Gladwell popularized the idea that 10,000 hours of practice can make someone an expert. However, for designing digital apps, services, and flows, mastery isn’t just about logging hours of cranking out mockups & assets via Figma or GenAI tools. It’s about reflection, adaptation, and the evolution of your professional approach.
The truly effective designers cultivate their ethos over time, developing a sense of direction that permeates their thinking, decision-making, and leadership style.

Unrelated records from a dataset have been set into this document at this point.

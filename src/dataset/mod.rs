//! Dataset assembly - labeled samples collected into one flat table
//!
//! - `plan`: ordered kind/count lists and the two presets
//! - `assembler`: runs a plan, assigns sample ids, seeds each sample
//! - `progress`: human-readable progress, never touches generated values
//! - `export`: CSV and JSON Lines writers
//! - `summary`: per-label counts and acc_z statistics

mod assembler;
mod export;
mod plan;
mod progress;
mod summary;

pub use assembler::{sample_seed, BatchAssembler};
pub use export::{export, write_csv, write_json_lines, OutputFormat, OutputTarget, CSV_HEADER};
pub use plan::{GenerationPlan, Preset};
pub use progress::{LogProgress, ProgressReporter, SilentProgress};
pub use summary::{DatasetSummary, LabelStats};

use serde::Serialize;
use std::collections::BTreeMap;
use thiserror::Error;

use crate::synthesis::SynthesisError;
use crate::types::{GeneratorKind, Signal, TerrainClass, TimeAxis, CHANNEL_COUNT};

/// Errors while building or writing a dataset
#[derive(Error, Debug)]
pub enum DatasetError {
    #[error("Sample {sample_id} ({kind}) failed: {source}")]
    Synthesis {
        sample_id: u64,
        kind: GeneratorKind,
        #[source]
        source: SynthesisError,
    },

    #[error("Invalid waveform parameters: {0}")]
    Config(String),

    #[error("Dataset invariant violated: {0}")]
    Invariant(String),

    #[error("I/O error: {0}")]
    Io(#[from] std::io::Error),

    #[error("JSON error: {0}")]
    Json(#[from] serde_json::Error),
}

// ============================================================================
// Sample
// ============================================================================

/// One generated signal with its id and label. Immutable once built.
#[derive(Debug, Clone, PartialEq)]
pub struct Sample {
    pub sample_id: u64,
    pub kind: GeneratorKind,
    pub label: TerrainClass,
    pub signal: Signal,
}

/// One row of the output table
#[derive(Debug, Clone, Copy, PartialEq, Serialize)]
pub struct OutputRow {
    pub sample_id: u64,
    pub timestamp: f64,
    pub acc_x: f64,
    pub acc_y: f64,
    pub acc_z: f64,
    pub gyro_x: f64,
    pub gyro_y: f64,
    pub gyro_z: f64,
    pub label: &'static str,
}

impl OutputRow {
    fn new(sample: &Sample, timestamp: f64, values: &[f64; CHANNEL_COUNT]) -> Self {
        let [acc_x, acc_y, acc_z, gyro_x, gyro_y, gyro_z] = *values;
        Self {
            sample_id: sample.sample_id,
            timestamp,
            acc_x,
            acc_y,
            acc_z,
            gyro_x,
            gyro_y,
            gyro_z,
            label: sample.label.label(),
        }
    }
}

// ============================================================================
// Dataset
// ============================================================================

/// All samples of one run plus the time axis they share.
#[derive(Debug, Clone, PartialEq)]
pub struct Dataset {
    time_axis: TimeAxis,
    samples: Vec<Sample>,
    seed: u64,
}

impl Dataset {
    pub(crate) fn new(time_axis: TimeAxis, samples: Vec<Sample>, seed: u64) -> Self {
        Self {
            time_axis,
            samples,
            seed,
        }
    }

    pub fn time_axis(&self) -> &TimeAxis {
        &self.time_axis
    }

    pub fn samples(&self) -> &[Sample] {
        &self.samples
    }

    /// Run seed; feeding it back reproduces this dataset exactly
    pub fn seed(&self) -> u64 {
        self.seed
    }

    pub fn sample_count(&self) -> usize {
        self.samples.len()
    }

    pub fn row_count(&self) -> usize {
        self.samples.len() * self.time_axis.len()
    }

    /// Rows ordered by sample id, then timestep
    pub fn rows(&self) -> impl Iterator<Item = OutputRow> + '_ {
        self.samples.iter().flat_map(move |sample| {
            self.time_axis
                .values()
                .iter()
                .zip(sample.signal.rows())
                .map(move |(&t, values)| OutputRow::new(sample, t, values))
        })
    }

    /// Samples per label, in severity order
    pub fn label_counts(&self) -> BTreeMap<TerrainClass, usize> {
        let mut counts = BTreeMap::new();
        for sample in &self.samples {
            *counts.entry(sample.label).or_insert(0) += 1;
        }
        counts
    }

    /// Check the table invariants: ids contiguous from 0 in order, every
    /// sample exactly one time axis long, label matching its kind.
    pub fn validate(&self) -> Result<(), DatasetError> {
        let n_points = self.time_axis.len();
        for (expected_id, sample) in (0u64..).zip(&self.samples) {
            if sample.sample_id != expected_id {
                return Err(DatasetError::Invariant(format!(
                    "sample at position {expected_id} has id {}",
                    sample.sample_id
                )));
            }
            if sample.signal.len() != n_points {
                return Err(DatasetError::Invariant(format!(
                    "sample {} has {} rows, expected {n_points}",
                    sample.sample_id,
                    sample.signal.len()
                )));
            }
            if sample.label != sample.kind.label() {
                return Err(DatasetError::Invariant(format!(
                    "sample {} of kind {} labeled {}",
                    sample.sample_id, sample.kind, sample.label
                )));
            }
        }
        Ok(())
    }
}

#[cfg(test)]
mod tests {
    use super::*;
    use crate::config::WaveformParams;

    fn tiny_dataset() -> Dataset {
        let params = WaveformParams {
            sample_rate_hz: 4.0,
            window_duration_s: 1.0,
            ..Default::default()
        };
        let axis = params.time_axis();
        let samples = (0..3u64)
            .map(|id| Sample {
                sample_id: id,
                kind: GeneratorKind::SmoothToIrregular,
                label: GeneratorKind::SmoothToIrregular.label(),
                signal: Signal::from_rows(vec![[id as f64; CHANNEL_COUNT]; 4]),
            })
            .collect();
        Dataset::new(axis, samples, 0)
    }

    #[test]
    fn test_rows_are_ordered_by_id_then_time() {
        let ds = tiny_dataset();
        let rows: Vec<OutputRow> = ds.rows().collect();
        assert_eq!(rows.len(), ds.row_count());
        assert_eq!(rows.len(), 12);

        let keys: Vec<(u64, f64)> = rows.iter().map(|r| (r.sample_id, r.timestamp)).collect();
        assert_eq!(keys[0], (0, 0.0));
        assert_eq!(keys[3], (0, 0.75));
        assert_eq!(keys[4], (1, 0.0));
        assert!(rows.iter().all(|r| r.label == "irregular"));
        assert!((rows[5].gyro_z - 1.0).abs() < f64::EPSILON);
    }

    #[test]
    fn test_validate_accepts_well_formed() {
        assert!(tiny_dataset().validate().is_ok());
    }

    #[test]
    fn test_validate_rejects_short_sample() {
        let mut ds = tiny_dataset();
        ds.samples[1].signal = Signal::zeros(3);
        assert!(matches!(ds.validate(), Err(DatasetError::Invariant(_))));
    }

    #[test]
    fn test_validate_rejects_gap_in_ids() {
        let mut ds = tiny_dataset();
        ds.samples[2].sample_id = 7;
        assert!(matches!(ds.validate(), Err(DatasetError::Invariant(_))));
    }

    #[test]
    fn test_validate_rejects_wrong_label() {
        let mut ds = tiny_dataset();
        ds.samples[0].label = TerrainClass::Smooth;
        assert!(ds.validate().is_err());
    }

    #[test]
    fn test_label_counts() {
        let counts = tiny_dataset().label_counts();
        assert_eq!(counts.get(&TerrainClass::Irregular), Some(&3));
        assert_eq!(counts.get(&TerrainClass::Smooth), None);
    }
}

Such deep expertise requires a journey of continuous learning, exposure to diverse situations, and the ability to transform experienced moments into personalized, intuitive practice that makes you a confident, capable strategic designer of unique value. There will be many humbling falls along the way — believe me, I know! 😅 But that journey of design mastery can improve the way you design products & services, engage customers, and drive innovation with real strategic value.

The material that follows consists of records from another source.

//! Generation plans: which kinds to generate, how many of each, in what order

use serde::{Deserialize, Serialize};
use std::str::FromStr;

use crate::config::defaults;
use crate::types::GeneratorKind;

/// Ordered list of (kind, repetitions). Sample ids follow this order.
#[derive(Debug, Clone, Default, PartialEq, Eq, Serialize, Deserialize)]
pub struct GenerationPlan {
    entries: Vec<(GeneratorKind, usize)>,
}

impl GenerationPlan {
    pub fn new() -> Self {
        Self::default()
    }

    /// Append an entry. A kind may appear more than once.
    #[must_use]
    pub fn with(mut self, kind: GeneratorKind, count: usize) -> Self {
        self.entries.push((kind, count));
        self
    }

    pub fn entries(&self) -> &[(GeneratorKind, usize)] {
        &self.entries
    }

    pub fn total_samples(&self) -> usize {
        self.entries.iter().map(|(_, n)| n).sum()
    }

    pub fn is_empty(&self) -> bool {
        self.total_samples() == 0
    }

    /// Three primitive classes, 2000 samples each
    pub fn baseline() -> Self {
        Self::new()
            .with(GeneratorKind::Smooth, defaults::BASELINE_SAMPLES_PER_CLASS)
            .with(GeneratorKind::Irregular, defaults::BASELINE_SAMPLES_PER_CLASS)
            .with(GeneratorKind::Pothole, defaults::BASELINE_SAMPLES_PER_CLASS)
    }

    /// Primitive kinds at 1500 each plus the two composites at 1000 each
    pub fn composite() -> Self {
        Self::new()
            .with(GeneratorKind::Smooth, defaults::COMPOSITE_BASE_SAMPLES)
            .with(GeneratorKind::Irregular, defaults::COMPOSITE_BASE_SAMPLES)
            .with(GeneratorKind::Pothole, defaults::COMPOSITE_BASE_SAMPLES)
            .with(GeneratorKind::PotholeInIrregular, defaults::COMPOSITE_MIXED_SAMPLES)
            .with(GeneratorKind::SmoothToIrregular, defaults::COMPOSITE_MIXED_SAMPLES)
    }
}

/// Named dataset recipes
#[derive(Debug, Clone, Copy, Default, PartialEq, Eq, Serialize, Deserialize, clap::ValueEnum)]
#[serde(rename_all = "snake_case")]
pub enum Preset {
    /// liso / irregular / buraco only
    Baseline,
    /// Primitive classes plus pothole-in-irregular and smooth-to-irregular
    #[default]
    Composite,
}

impl Preset {
    pub fn plan(self) -> GenerationPlan {
        match self {
            Preset::Baseline => GenerationPlan::baseline(),
            Preset::Composite => GenerationPlan::composite(),
        }
    }

    pub const fn default_output_file(self) -> &'static str {
        match self {
            Preset::Baseline => defaults::BASELINE_OUTPUT_FILE,
            Preset::Composite => defaults::COMPOSITE_OUTPUT_FILE,
        }
    }
}

impl std::fmt::Display for Preset {
    fn fmt(&self, f: &mut std::fmt::Formatter<'_>) -> std::fmt::Result {
        match self {
            Preset::Baseline => write!(f, "baseline"),
            Preset::Composite => write!(f, "composite"),
        }
    }
}

impl FromStr for Preset {
    type Err = String;

    fn from_str(s: &str) -> Result<Self, Self::Err> {
        match s {
            "baseline" => Ok(Preset::Baseline),
            "composite" => Ok(Preset::Composite),
            other => Err(format!("unknown preset '{other}' (expected baseline or composite)")),
        }
    }
}

#[cfg(test)]
mod tests {
    use super::*;

    #[test]
    fn test_baseline_totals() {
        let plan = GenerationPlan::baseline();
        assert_eq!(plan.entries().len(), 3);
        assert_eq!(plan.total_samples(), 6_000);
    }

    #[test]
    fn test_composite_order_and_totals() {
        let plan = Preset::Composite.plan();
        let kinds: Vec<GeneratorKind> = plan.entries().iter().map(|(k, _)| *k).collect();
        assert_eq!(kinds, GeneratorKind::ALL.to_vec());
        assert_eq!(plan.total_samples(), 3 * 1_500 + 2 * 1_000);
    }

    #[test]
    fn test_empty_plan() {
        assert!(GenerationPlan::new().is_empty());
        assert!(GenerationPlan::new().with(GeneratorKind::Smooth, 0).is_empty());
    }

    #[test]
    fn test_preset_parse_and_display() {
        assert_eq!("baseline".parse::<Preset>(), Ok(Preset::Baseline));
        assert_eq!(Preset::Composite.to_string(), "composite");
        assert!("everything".parse::<Preset>().is_err());
    }
}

It takes time, reflection, and a willingness to get a little lost — but it’s worth it. Because there’s no ‘auto layout’ trick for becoming the kind of designer who shapes strategy and drives real impact. 🙃
✦ If you’d like guidance moving towards a strategically impactful designer, reach out for a free initial discovery call. Learn about my coaching services here →
By the way, Jim Kalbach has a fantastic talk about improvisational jazz as a model for dynamic team collab — highly recommend it! 🎷
This is so true, there is a bit of alchemy going on when we create something new that, with collaboration, starts breathing a life of its own. And it is true that over time you bring your own unique “special sauce” perspective to your design leadership and your design influence. Mine happens to be radical simplicity and clear directness. My designs come out to be simple and direct and my design team starts to follow that tune. And I probably can’t count on two hands the number of “Figmas“ I have had to learn in 20+ years that were all the rage until they fell by the way for the next shiny new object. (Except for Flash. Flash was a godsend to an animator like me, gave me a UX career and taught me how to rapid prototype back in the early 90s - way before that was a thing for designers - and enabled me to create amazingly interactive prototypes, even passing data around.) Designers like the challenge of making shit work in Figma, but in doing so can easily forget about the problem that they’re trying to solve, which is the user’s.